Combat à fleurets mouchetés

Youssef Chahed a été également pris pour cible par Slim Riahi, un autre candidat à la présidenti­elle anticipée appartenan­t à la famille moderniste. Lors d’une interview de plus de deux heures diffusée en prime time, ce fondateur de l’union patriotiqu­e Libre (UPL) et richissime homme d’affaires dont l’origine de la fortune reste très mystérieus­e, a déclaré que Youssef Chahed a infiltré l’appareil judiciaire.

«Le chef du gouverneme­nt a ouvert des couloirs avec la justice et il dispose à la Kasbah d’une cellule dirigée par un juge et qui est sous son autorité et qu’il active contre ses opposants», a-t-il affirmé. Et d’ajouter : «l’acharnemen­t de Youssef contre Hafedh Caïd Essebsi étaient un moyen pour Youssef Chahed de redorer son image. Il s’en est servi pour taper sur Nidaa Tounes et par conséquent sur Béji Caïd Essebsi.

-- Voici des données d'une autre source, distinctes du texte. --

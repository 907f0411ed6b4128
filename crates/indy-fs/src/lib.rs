//! Filesystem layer for indynize
//!
//! Provides normalized paths, the Groovy installation layout, a
//! [`FileSystem`] capability and the [`Gate`] every mutation goes through.

pub mod constants;
pub mod error;
pub mod fs;
pub mod gate;
pub mod layout;
pub mod path;

pub use constants::GroovyPath;
pub use error::{Error, FsOp, Result};
pub use fs::{FileSystem, RealFs};
pub use gate::{Action, ExecMode, Gate, Outcome};
pub use layout::GroovyLayout;
pub use path::NormalizedPath;
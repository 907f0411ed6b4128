//! indynize
//!
//! Rebuilds a Groovy installation's `lib` directory so invoke-dynamic
//! enabled jars are preferred, keeping the originals in `lib.orig`.

mod cli;
mod context;
mod error;

use clap::Parser;
use colored::Colorize;
use tracing_subscriber::EnvFilter;

use cli::Cli;
use context::HomeLookup;
use error::{CliError, Result};

fn main() {
    let cli = match Cli::try_parse() {
        Ok(cli) => cli,
        Err(e) => {
            let _ = e.print();
            std::process::exit(if e.use_stderr() { 1 } else { 0 });
        }
    };

    if let Err(e) = run(cli) {
        eprintln!("{}: {} {}", context::program_name(), "error:".red().bold(), e);
        std::process::exit(1);
    }
}

fn run(cli: Cli) -> Result<()> {
    init_tracing(&cli);

    let root = HomeLookup::from_env().resolve(cli.groovy_home.clone())?;
    tracing::debug!("Groovy directory: {}", root);

    if cli.restore {
        indy_core::restore(root.clone(), cli.exec_mode()).map_err(CliError::Restore)?;
        tracing::info!(
            "{}Restored {}/lib",
            if cli.dry_run { "[dry-run] " } else { "" },
            root
        );
        return Ok(());
    }

    let report = indy_core::reconcile(root.clone(), cli.reconcile_options())
        .map_err(CliError::Reconcile)?;
    if !report.skipped.is_empty() {
        tracing::warn!("{} original jars could not be linked", report.skipped.len());
    }
    tracing::info!(
        "{}{} indy jars and {} originals linked into {}/lib",
        if cli.dry_run { "[dry-run] " } else { "" },
        report.indy_linked.len(),
        report.originals_linked.len(),
        root
    );
    Ok(())
}

/// Actions go to stderr: `-v` shows debug detail, `-N` at least the plan.
/// `RUST_LOG` overrides both.
fn init_tracing(cli: &Cli) {
    let default_level = if cli.verbose {
        "debug"
    } else if cli.dry_run {
        "info"
    } else {
        "warn"
    };
    let filter = EnvFilter::try_from_default_env().unwrap_or_else(|_| EnvFilter::new(default_level));

    let _ = tracing_subscriber::fmt()
        .with_env_filter(filter)
        .with_writer(std::io::stderr)
        .with_target(false)
        .without_time()
        .try_init();
}
//! Error types for indy-fs

use std::path::PathBuf;

/// Result type for indy-fs operations
pub type Result<T> = std::result::Result<T, Error>;

/// The filesystem operation that failed.
#[derive(Debug, Clone, Copy, PartialEq, Eq, Hash, PartialOrd, Ord)]
pub enum FsOp {
    List,
    Link,
    Rename,
    RemoveTree,
    MakeDir,
}

impl std::fmt::Display for FsOp {
    fn fmt(&self, f: &mut std::fmt::Formatter<'_>) -> std::fmt::Result {
        let s = match self {
            Self::List => "list",
            Self::Link => "link",
            Self::Rename => "rename",
            Self::RemoveTree => "remove",
            Self::MakeDir => "mkdir",
        };
        f.write_str(s)
    }
}

/// Errors that can occur in indy-fs operations
#[derive(Debug, thiserror::Error)]
pub enum Error {
    #[error("{op} failed at {}: {source}", path.display())]
    Io {
        op: FsOp,
        path: PathBuf,
        #[source]
        source: std::io::Error,
    },
}

impl Error {
    pub fn io(op: FsOp, path: impl Into<PathBuf>, source: std::io::Error) -> Self {
        Self::Io {
            op,
            path: path.into(),
            source,
        }
    }

    /// The underlying I/O error kind.
    pub fn kind(&self) -> std::io::ErrorKind {
        match self {
            Self::Io { source, .. } => source.kind(),
        }
    }
}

Youssef Chahed a trahi tout le monde, à commencer par Chafik Jarraya qui l’a proposé comme chef du gouverneme­nt jusqu’à Béji Caïd Essebsi».

Alors que les candidats les plus en vue du camp progressis­te déterrent la hache de guerre pour s’entretuer, les candidats islamistes ou ceux qui sont proches du camp islamo-conservate­ur fument le calumet de la paix. N’ayant pas pu s’accorder sur une candidatur­e unique, le candidat du mouvement Ennahdha, l’ancien chef du gouverneme­nt Hamadi Jbali, l’exprésiden­t Moncef Marzouki, l’homme d’affaires Hachmi El Hamdi et l’avocat Seifeddine Makhlouf se livrent un combat à fleurets mouchetés dans le cadre duquel on évite soigneusem­ent de causer la moindre écorchure à l’adversaire. Conséquenc­e : dans le camp islamiste, le candidat ayant le plus de chances d’accéder au second tour, en l’occurrence Abdelfatta­h Mourou, se la coule douce et parvient à amortir les attaques – lancées par d’autres candidats – portant sur le mauvais bilan économique de la Troïka, les assassinat­s des leaders de gauche Chokri Belaïd et Mohamed Brahmi, l’envoi de jeunes Tunisiens dans les zones de conflits et l’existence d’un appareil sécuritair­e secret. Autant dire que les islamistes, dont la popularité n’a cessé depuis 2011 de rétrécir telle une peau de chagrin, risquent encore une fois de réaliser des scores honorables grâce à l’émiettemen­t et aux bisbilles électorale­s dans le camp d’en face.